Todavía hoy, mientras las hileras de coches cruzan a través de los tirantes del puente, condenados a una obra sin término, se puede sentir en las breves soledades de los descampados de Bellavista la épica del escenario.
Es lástima que no se haya rodado, como de casi nada de la Historia de España, una película a la altura de la epopeya. Ya imaginamos el plano-secuencia de un halcón sobrevolando como el Graf Zeppelin la llanura de Tablada, que es la misma llanura que la de Troya, hasta posarse sobre la bola de oro que coronaba la torre que aún tardaría unos siglos en llamarse Giralda. La conquista de Sevilla fue, además, pródiga en clímax cinematográficos, como la embestida de la nave de Ramón de Bonifaz, almirante de la flota castellana, contra el puente de barcas de Triana, cordón umbilical que aseguraba el suministro a Sevilla de víveres desde el Aljarafe, quedando así definitivamente aislada. Este hecho se recuerda, por cierto, en los escudos de Santander, Avilés o Laredo, lugares donde se armó la flota que despejaría desde Sanlúcar al Muelle de la sal, el primer tramo de la Carrera de Indias.
Tampoco ha tenido fortuna literaria la gesta fernandina, contamos, sí, con la 'Primera crónica general', contemporánea a los hechos, mandada componer por Alfonso X, pero carecemos de ese poema épico que reclama para sí esta mayor ocasión que vieron los siglos, a la manera de 'Los Luisadas' de Camoens o 'La Araucana' de Ercilla.

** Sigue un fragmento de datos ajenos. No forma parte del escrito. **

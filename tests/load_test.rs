// Loading well-formed documents through the public API.
mod common;

use common::{fixture, fixture_path, read_fixture, CATALOG_URI};
use rust_decimal::Decimal;
use sdata_core::{load, load_file, Atom, DataObject, SdataError, Value};
use std::io::Write;
use tempfile::NamedTempFile;

fn load_catalog() -> (common::Fixture, DataObject) {
    let fx = fixture();
    let text = read_fixture("ok", "catalog.sds");
    let obj = load("catalog.sds", &text, &fx.program, fx.catalog)
        .unwrap_or_else(|e| panic!("catalog.sds should load: {:?}", e.diagnostics()));
    (fx, obj)
}

fn atom<'a>(obj: &'a DataObject, name: &str) -> &'a Atom {
    obj.field(name)
        .and_then(Value::as_atom)
        .unwrap_or_else(|| panic!("'{name}' should hold an atom"))
}

#[test]
fn test_catalog_root_fields() {
    let (fx, catalog) = load_catalog();
    assert_eq!(catalog.class(), fx.catalog);
    assert_eq!(atom(&catalog, "Title"), &Atom::String("Spring".to_string()));
    assert_eq!(
        atom(&catalog, "Ttl").to_literal(),
        "\"7.00:00:00\"",
        "TimeSpan should keep its day component"
    );
    assert_eq!(
        atom(&catalog, "Published").to_literal(),
        "\"2024-03-01T09:30:00+01:00\""
    );
    assert!(catalog.field("Featured").is_some_and(Value::is_null));
}

#[test]
fn test_catalog_products() {
    let (fx, catalog) = load_catalog();
    let Some(Value::ObjectSet(products)) = catalog.field("Products") else {
        panic!("Products should be an object set");
    };
    assert_eq!(products.len(), 2);

    let hammer = &products[0];
    assert_eq!(hammer.class(), fx.product);
    assert_eq!(
        atom(hammer, "Price"),
        &Atom::Decimal(Decimal::new(1250, 2))
    );
    assert_eq!(atom(hammer, "Weight"), &Atom::Double(0.75));
    assert_eq!(atom(hammer, "Category"), &Atom::Int32(1));
    assert_eq!(
        atom(hammer, "Sku"),
        &Atom::IgnoreCaseString("ham-001".to_string()),
        "IgnoreCaseString compares without case"
    );
    let Some(Value::AtomSet(tags)) = hammer.field("Tags") else {
        panic!("Tags should be an atom set");
    };
    assert_eq!(tags.len(), 2);
    assert!(tags.contains(&Atom::String("hand tool".to_string())));
    let Some(Value::Map(stock)) = hammer.field("Stock") else {
        panic!("Stock should be a map");
    };
    assert_eq!(
        stock.get(&Atom::String("south".to_string())),
        Some(&Value::Atom(Atom::Int32(0)))
    );

    let can = &products[1];
    assert_eq!(
        atom(can, "Name"),
        &Atom::String("Watering \"Can\"".to_string())
    );
    assert_eq!(atom(can, "Price"), &Atom::Decimal(Decimal::from(8)));
    assert_eq!(atom(can, "Weight"), &Atom::Double(0.1));
    assert_eq!(atom(can, "Category"), &Atom::Int32(2));
    assert_eq!(atom(can, "Image"), &Atom::Binary(vec![0, 1, 2]));
    assert!(can.field("Sku").is_some_and(Value::is_null));
}

#[test]
fn test_object_in_second_namespace() {
    let (fx, catalog) = load_catalog();
    let owner = catalog
        .field("Owner")
        .and_then(Value::as_object)
        .expect("Owner should be an object");
    assert_eq!(owner.class(), fx.person);
    assert_eq!(atom(owner, "Name"), &Atom::String("Ada".to_string()));
    assert_eq!(
        catalog.field("Notes").and_then(Value::as_list),
        Some(&[Value::from("first"), Value::Null][..])
    );
}

#[test]
fn test_spans_are_tracked_for_entities_only() {
    let (_, catalog) = load_catalog();
    let span = catalog.span().expect("Catalog derives from a span-tracking root");
    assert_eq!(span.file.as_deref(), Some("catalog.sds"));
    assert_eq!(span.start.line, 2, "the head follows a comment line");
    assert_eq!(span.end.line, 36);

    let Some(Value::ObjectSet(products)) = catalog.field("Products") else {
        panic!("Products should be an object set");
    };
    assert_eq!(products[0].span().map(|s| s.start.line), Some(8));

    let owner = catalog.field("Owner").and_then(Value::as_object).unwrap();
    assert!(owner.span().is_none(), "Person does not track spans");
}

#[test]
fn test_nested_alias_visible_to_descendants() {
    let fx = fixture();
    let text = read_fixture("ok", "nested_aliases.sds");
    let catalog = load("nested_aliases.sds", &text, &fx.program, fx.catalog)
        .unwrap_or_else(|e| panic!("nested_aliases.sds should load: {:?}", e.diagnostics()));
    let manager = catalog
        .field("Owner")
        .and_then(Value::as_object)
        .and_then(|owner| owner.field("Manager"))
        .and_then(Value::as_object)
        .expect("the inner Person should resolve its outer alias");
    assert_eq!(atom(manager, "Name"), &Atom::String("Grace".to_string()));
}

#[test]
fn test_derived_class_through_base_declaration() {
    let fx = fixture();
    let text = common::product_doc(&[]);
    let obj = load("product.sds", &text, &fx.program, fx.entity).unwrap();
    assert_eq!(obj.class(), fx.product);
}

#[test]
fn test_load_file() {
    let fx = fixture();
    let mut file = NamedTempFile::new().unwrap();
    file.write_all(common::product_doc(&[]).as_bytes()).unwrap();

    let obj = load_file(file.path(), &fx.program, fx.product).unwrap();
    assert_eq!(atom(&obj, "Name"), &Atom::String("Hammer".to_string()));
    let span = obj.span().unwrap();
    assert_eq!(
        span.file.as_deref(),
        Some(file.path().display().to_string().as_str())
    );
}

#[test]
fn test_load_file_reports_missing_file() {
    let fx = fixture();
    let path = fixture_path("ok", "does_not_exist.sds");
    let result = load_file(&path, &fx.program, fx.product);
    assert!(matches!(result, Err(SdataError::Io { .. })));
}

#[test]
fn test_load_file_reports_invalid_document() {
    let fx = fixture();
    let mut file = NamedTempFile::new().unwrap();
    write!(file, "a0:Product <a0 = \"{CATALOG_URI}\"> {{ }}").unwrap();

    match load_file(file.path(), &fx.program, fx.product) {
        Err(SdataError::Load(err)) => assert_eq!(err.error_count(), 9),
        other => panic!("expected a load error, got {other:?}"),
    }
}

En 1671, el año en que fue canonizado el Rey, Calderón de la Barca estrenó en Madrid, por las fiestas del Corpus Christi, un auto sacramental en dos partes 'El Santo Rey don Fernando', que incorpora toda la dificultad alegórica propia del genio español de la dramaturgia.
En 1846, el niño Gustavo Adolfo Bécquer, de apenas nueve años, lo intentaría en colaboración con su amigo Narciso Campillo, condiscípulo en la Escuela de Mareantes de San Telmo, seguramente inspirados por ese prodigio del barroco sevillano que es la capilla de la Virgen del Buen Aire donde escucharían misa diariamente. El retablo, una locura de oros y columnas salomónicas, está coronado por un altorrelieve que representa con todo detalle el campamento del Santo Rey, la torre y las murallas. Los aprendices de piloto y de poeta llegarían a completar varios cantos de ese infantil intento que irremediablemente se han perdido en la romántica noche de los tiempos.
No obstante Gustavo Adolfo volvería sobre el tema en su leyenda 'La promesa', aunque no es la mejor de sus narraciones: «El real de los cristianos se extendía hasta tocar en la margen izquierda del Guadalquivir. Enfrente del real y destacándose sobre el luminoso horizonte, se alzaban los muros de Sevilla. Tendidas a lo largo de la llanura, mirábanse, pues, tiendas de campaña de todas formas y colores».
Con la toma de Sevilla, las errabundas mesnadas que habían fatigado durante siglos la meseta como señores campeadores de la guerra al servicio, oh mío Cid, de taifas y reinos minúsculos, culminaban un ciclo histórico, casi a las puertas del Renacimiento prefigurado en la figura de Alfonso X, porque a la santidad sucedería la sabiduría.
Si con Fernando III se restauró el culto cristiano y la cátedra de San Isidoro, este año la fiesta más antigua de la ciudad, el reluciente jueves del Corpus, ha querido fundirse con la festividad del Rey Santo en el primer año del nuevo cabildo, que debería ver en esta coincidencia un signo de lo alto para recuperar un día feriado que nunca debió perderse.